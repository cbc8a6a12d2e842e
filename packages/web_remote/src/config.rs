use serde::{Deserialize, Serialize};
use std::path::{Path, PathBuf};
use std::time::Duration;

// =============================================================================
// Unified config (figment-deserialized from defaults / config.toml / env vars)
// =============================================================================
//
// Three equivalent ways to configure:
//
//   config.toml:     [broker]
//                    enabled = true
//
//   env var:         WEB_REMOTE_BROKER__ENABLED=true   (double underscore = nesting)
//
//   (single underscore stays within field names: WEB_REMOTE_LINK__MAX_BACKOFF_MS)

/// Top-level tunable configuration, deserialized by figment.
#[derive(Clone, Debug, Default, Serialize, Deserialize)]
pub struct FileConfig {
    #[serde(default)]
    pub server: ServerFileConfig,
    #[serde(default)]
    pub link: LinkFileConfig,
    #[serde(default)]
    pub broker: BrokerFileConfig,
}

/// HTTP/WebSocket server knobs (lives under `[server]` in config.toml).
#[derive(Clone, Debug, Serialize, Deserialize)]
pub struct ServerFileConfig {
    #[serde(default = "default_host")]
    pub host: String,
    #[serde(default = "default_port")]
    pub port: u16,
    #[serde(default = "default_public_dir")]
    pub public_dir: PathBuf,
    #[serde(default = "default_remotes_dir")]
    pub remotes_dir: PathBuf,
    /// Outbound frames buffered per front-end session before frames are dropped.
    #[serde(default = "default_session_queue")]
    pub session_queue: usize,
}

impl Default for ServerFileConfig {
    fn default() -> Self {
        Self {
            host: default_host(),
            port: default_port(),
            public_dir: default_public_dir(),
            remotes_dir: default_remotes_dir(),
            session_queue: default_session_queue(),
        }
    }
}

/// Outbound WebSocket links to instances (lives under `[link]`).
#[derive(Clone, Debug, Serialize, Deserialize)]
pub struct LinkFileConfig {
    #[serde(default)]
    pub enabled: bool,
    #[serde(default)]
    pub urls: Vec<String>,
    #[serde(default = "default_initial_backoff_ms")]
    pub initial_backoff_ms: u64,
    #[serde(default = "default_max_backoff_ms")]
    pub max_backoff_ms: u64,
    /// Start over from `initial_backoff_ms` once a connection succeeds.
    #[serde(default = "default_reset_backoff_on_connect")]
    pub reset_backoff_on_connect: bool,
}

impl Default for LinkFileConfig {
    fn default() -> Self {
        Self {
            enabled: false,
            urls: Vec::new(),
            initial_backoff_ms: default_initial_backoff_ms(),
            max_backoff_ms: default_max_backoff_ms(),
            reset_backoff_on_connect: default_reset_backoff_on_connect(),
        }
    }
}

/// MQTT broker link (lives under `[broker]`).
#[derive(Clone, Debug, Serialize, Deserialize)]
pub struct BrokerFileConfig {
    #[serde(default)]
    pub enabled: bool,
    #[serde(default = "default_broker_url")]
    pub url: String,
    #[serde(default = "default_client_id")]
    pub client_id: String,
    #[serde(default = "default_send_topic")]
    pub send_topic: String,
    #[serde(default = "default_receive_topic")]
    pub receive_topic: String,
    #[serde(default = "default_status_topic")]
    pub status_topic: String,
    #[serde(default = "default_keep_alive_secs")]
    pub keep_alive_secs: u64,
    #[serde(default = "default_reconnect_delay_secs")]
    pub reconnect_delay_secs: u64,
}

impl Default for BrokerFileConfig {
    fn default() -> Self {
        Self {
            enabled: false,
            url: default_broker_url(),
            client_id: default_client_id(),
            send_topic: default_send_topic(),
            receive_topic: default_receive_topic(),
            status_topic: default_status_topic(),
            keep_alive_secs: default_keep_alive_secs(),
            reconnect_delay_secs: default_reconnect_delay_secs(),
        }
    }
}

fn default_host() -> String {
    "0.0.0.0".to_string()
}
fn default_port() -> u16 {
    3000
}
fn default_public_dir() -> PathBuf {
    PathBuf::from("public")
}
fn default_remotes_dir() -> PathBuf {
    PathBuf::from("config/remotes")
}
fn default_session_queue() -> usize {
    crate::hub::DEFAULT_SESSION_QUEUE
}
fn default_initial_backoff_ms() -> u64 {
    1000
}
fn default_max_backoff_ms() -> u64 {
    300_000
}
fn default_reset_backoff_on_connect() -> bool {
    true
}
fn default_broker_url() -> String {
    "mqtt://localhost:1883".to_string()
}
fn default_client_id() -> String {
    "web-remote".to_string()
}
fn default_send_topic() -> String {
    "ir/send".to_string()
}
fn default_receive_topic() -> String {
    "ir/receive".to_string()
}
fn default_status_topic() -> String {
    "ir/status/#".to_string()
}
fn default_keep_alive_secs() -> u64 {
    30
}
fn default_reconnect_delay_secs() -> u64 {
    5
}

/// Build a figment that layers: defaults → config.toml → WEB_REMOTE_* env vars.
///
/// Env vars use double-underscore for nesting into sections:
///   `WEB_REMOTE_BROKER__URL=mqtt://pi:1883`  →  `broker.url = "mqtt://pi:1883"`
///   `WEB_REMOTE_SERVER__PORT=8080`  →  `server.port = 8080`
pub fn load_config(config_path: &Path) -> figment::Figment {
    use figment::{
        Figment,
        providers::{Env, Format, Serialized, Toml},
    };

    Figment::from(Serialized::defaults(FileConfig::default()))
        .merge(Toml::file(config_path))
        .merge(Env::prefixed("WEB_REMOTE_").split("__"))
}

#[derive(Debug, thiserror::Error)]
pub enum ConfigError {
    #[error("invalid broker url {0:?}: expected mqtt://host[:port] or tcp://host[:port]")]
    InvalidBrokerUrl(String),
}

// =============================================================================
// Runtime config structs (derived from FileConfig, used throughout the relay)
// =============================================================================

#[derive(Clone, Debug)]
pub struct ServerConfig {
    pub host: String,
    pub port: u16,
    pub public_dir: PathBuf,
    pub remotes_dir: PathBuf,
    pub session_queue: usize,
}

impl ServerConfig {
    pub fn from_file(fc: &ServerFileConfig) -> Self {
        Self {
            host: fc.host.clone(),
            port: fc.port,
            public_dir: fc.public_dir.clone(),
            remotes_dir: fc.remotes_dir.clone(),
            session_queue: fc.session_queue.max(1),
        }
    }
}

#[derive(Clone, Debug)]
pub struct LinkConfig {
    /// Target URLs; empty when links are disabled.
    pub urls: Vec<String>,
    pub initial_backoff: Duration,
    pub max_backoff: Duration,
    pub reset_backoff_on_connect: bool,
}

impl LinkConfig {
    pub fn from_file(fc: &LinkFileConfig) -> Self {
        let initial_backoff = Duration::from_millis(fc.initial_backoff_ms.max(1));
        Self {
            urls: if fc.enabled { fc.urls.clone() } else { Vec::new() },
            initial_backoff,
            max_backoff: Duration::from_millis(fc.max_backoff_ms).max(initial_backoff),
            reset_backoff_on_connect: fc.reset_backoff_on_connect,
        }
    }
}

#[derive(Clone, Debug)]
pub struct BrokerConfig {
    pub host: String,
    pub port: u16,
    pub client_id: String,
    pub send_topic: String,
    pub receive_topic: String,
    pub status_topic: String,
    pub keep_alive: Duration,
    pub reconnect_delay: Duration,
}

impl BrokerConfig {
    /// `None` when the broker is disabled.
    pub fn from_file(fc: &BrokerFileConfig) -> Result<Option<Self>, ConfigError> {
        if !fc.enabled {
            return Ok(None);
        }
        let (host, port) = parse_broker_url(&fc.url)?;
        Ok(Some(Self {
            host,
            port,
            client_id: match fc.client_id.trim() {
                "" => default_client_id(),
                id => id.to_string(),
            },
            send_topic: fc.send_topic.clone(),
            receive_topic: fc.receive_topic.clone(),
            status_topic: fc.status_topic.clone(),
            keep_alive: Duration::from_secs(fc.keep_alive_secs.max(5)),
            reconnect_delay: Duration::from_secs(fc.reconnect_delay_secs),
        }))
    }
}

const DEFAULT_MQTT_PORT: u16 = 1883;

/// Split `mqtt://host[:port]` into host and port (default 1883). IPv6
/// literals must be bracketed: `mqtt://[::1]:1883`.
pub fn parse_broker_url(url: &str) -> Result<(String, u16), ConfigError> {
    let invalid = || ConfigError::InvalidBrokerUrl(url.to_string());

    let rest = url
        .strip_prefix("mqtt://")
        .or_else(|| url.strip_prefix("tcp://"))
        .ok_or_else(invalid)?;
    let authority = rest.trim_end_matches('/');

    let parse_port = |port: &str| port.parse::<u16>().map_err(|_| invalid());

    // `[v6]` or `[v6]:port`; the brackets are not part of the host.
    let (host, port) = if let Some(bracketed) = authority.strip_prefix('[') {
        let (host, tail) = bracketed.split_once(']').ok_or_else(invalid)?;
        let port = match tail {
            "" => DEFAULT_MQTT_PORT,
            _ => parse_port(tail.strip_prefix(':').ok_or_else(invalid)?)?,
        };
        (host, port)
    } else {
        match authority.rsplit_once(':') {
            Some((host, port)) => (host, parse_port(port)?),
            None => (authority, DEFAULT_MQTT_PORT),
        }
    };
    if host.is_empty() || host.contains('/') || host.contains('[') || host.contains(']') {
        return Err(invalid());
    }
    // Unbracketed v6 literals are ambiguous with a port.
    if !authority.starts_with('[') && host.contains(':') {
        return Err(invalid());
    }
    Ok((host.to_string(), port))
}

/// Everything the relay needs at start-up.
#[derive(Clone, Debug)]
pub struct RelayConfig {
    pub server: ServerConfig,
    pub link: LinkConfig,
    pub broker: Option<BrokerConfig>,
}

impl RelayConfig {
    pub fn from_file(fc: &FileConfig) -> Result<Self, ConfigError> {
        Ok(Self {
            server: ServerConfig::from_file(&fc.server),
            link: LinkConfig::from_file(&fc.link),
            broker: BrokerConfig::from_file(&fc.broker)?,
        })
    }
}

#[cfg(test)]
mod tests {
    use super::*;

    #[test]
    fn test_server_file_config_defaults() {
        let fc = ServerFileConfig::default();
        assert_eq!(fc.host, "0.0.0.0");
        assert_eq!(fc.port, 3000);
        assert_eq!(fc.remotes_dir, PathBuf::from("config/remotes"));
        assert_eq!(fc.session_queue, 100);
    }

    #[test]
    fn test_link_config_disabled_has_no_urls() {
        let fc = LinkFileConfig {
            urls: vec!["ws://irremote.local:81/".to_string()],
            ..Default::default()
        };
        let config = LinkConfig::from_file(&fc);
        assert!(config.urls.is_empty());
        assert_eq!(config.initial_backoff, Duration::from_secs(1));
        assert_eq!(config.max_backoff, Duration::from_secs(300));
        assert!(config.reset_backoff_on_connect);
    }

    #[test]
    fn test_link_config_max_never_below_initial() {
        let fc = LinkFileConfig {
            enabled: true,
            initial_backoff_ms: 5000,
            max_backoff_ms: 10,
            ..Default::default()
        };
        let config = LinkConfig::from_file(&fc);
        assert_eq!(config.max_backoff, config.initial_backoff);
    }

    #[test]
    fn test_broker_disabled_is_none() {
        let config = BrokerConfig::from_file(&BrokerFileConfig::default()).unwrap();
        assert!(config.is_none());
    }

    #[test]
    fn test_parse_broker_url() {
        assert_eq!(
            parse_broker_url("mqtt://localhost:1883").unwrap(),
            ("localhost".to_string(), 1883)
        );
        assert_eq!(
            parse_broker_url("tcp://10.0.0.5").unwrap(),
            ("10.0.0.5".to_string(), 1883)
        );
        assert_eq!(
            parse_broker_url("mqtt://broker.lan:8883/").unwrap(),
            ("broker.lan".to_string(), 8883)
        );
        assert!(parse_broker_url("http://localhost").is_err());
        assert!(parse_broker_url("mqtt://").is_err());
        assert!(parse_broker_url("mqtt://host:notaport").is_err());
    }

    #[test]
    fn test_parse_broker_url_ipv6() {
        assert_eq!(
            parse_broker_url("mqtt://[::1]:1884").unwrap(),
            ("::1".to_string(), 1884)
        );
        assert_eq!(
            parse_broker_url("tcp://[fd00::5]/").unwrap(),
            ("fd00::5".to_string(), 1883)
        );
        assert!(parse_broker_url("mqtt://[::1").is_err());
        assert!(parse_broker_url("mqtt://[::1]x").is_err());
        assert!(parse_broker_url("mqtt://[]:1883").is_err());
        assert!(parse_broker_url("mqtt://::1:1883").is_err());
    }

    #[test]
    fn test_load_config_defaults() {
        let tmp = tempfile::tempdir().unwrap();
        let fc: FileConfig = load_config(&tmp.path().join("config.toml"))
            .extract()
            .unwrap();
        assert!(!fc.link.enabled);
        assert!(!fc.broker.enabled);
        assert_eq!(fc.broker.status_topic, "ir/status/#");
    }

    #[test]
    fn test_load_config_toml_sets_values() {
        let tmp = tempfile::tempdir().unwrap();
        let path = tmp.path().join("config.toml");
        std::fs::write(
            &path,
            "[server]\nport = 8080\n\n[link]\nenabled = true\nurls = [\"ws://a:81/\", \"ws://b:81/\"]\nreset_backoff_on_connect = false\n\n[broker]\nenabled = true\nurl = \"mqtt://pi.lan\"\nsend_topic = \"home/ir/send\"\n",
        )
        .unwrap();

        let fc: FileConfig = load_config(&path).extract().unwrap();
        let config = RelayConfig::from_file(&fc).unwrap();
        assert_eq!(config.server.port, 8080);
        assert_eq!(config.link.urls.len(), 2);
        assert!(!config.link.reset_backoff_on_connect);

        let broker = config.broker.unwrap();
        assert_eq!(broker.host, "pi.lan");
        assert_eq!(broker.port, 1883);
        assert_eq!(broker.send_topic, "home/ir/send");
        assert_eq!(broker.receive_topic, "ir/receive");
    }

    #[test]
    fn test_invalid_broker_url_is_rejected() {
        let tmp = tempfile::tempdir().unwrap();
        let path = tmp.path().join("config.toml");
        std::fs::write(&path, "[broker]\nenabled = true\nurl = \"ws://nope\"\n").unwrap();

        let fc: FileConfig = load_config(&path).extract().unwrap();
        assert!(matches!(
            RelayConfig::from_file(&fc),
            Err(ConfigError::InvalidBrokerUrl(_))
        ));
    }
}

·····

> [Work to be completed]: Identify the lines above that contain the word "deserialized", then copy them.

> [Answer box]:
// Unified config (figment-deserialized from defaults / config.toml / env vars)
/// Top-level tunable configuration, deserialized by figment.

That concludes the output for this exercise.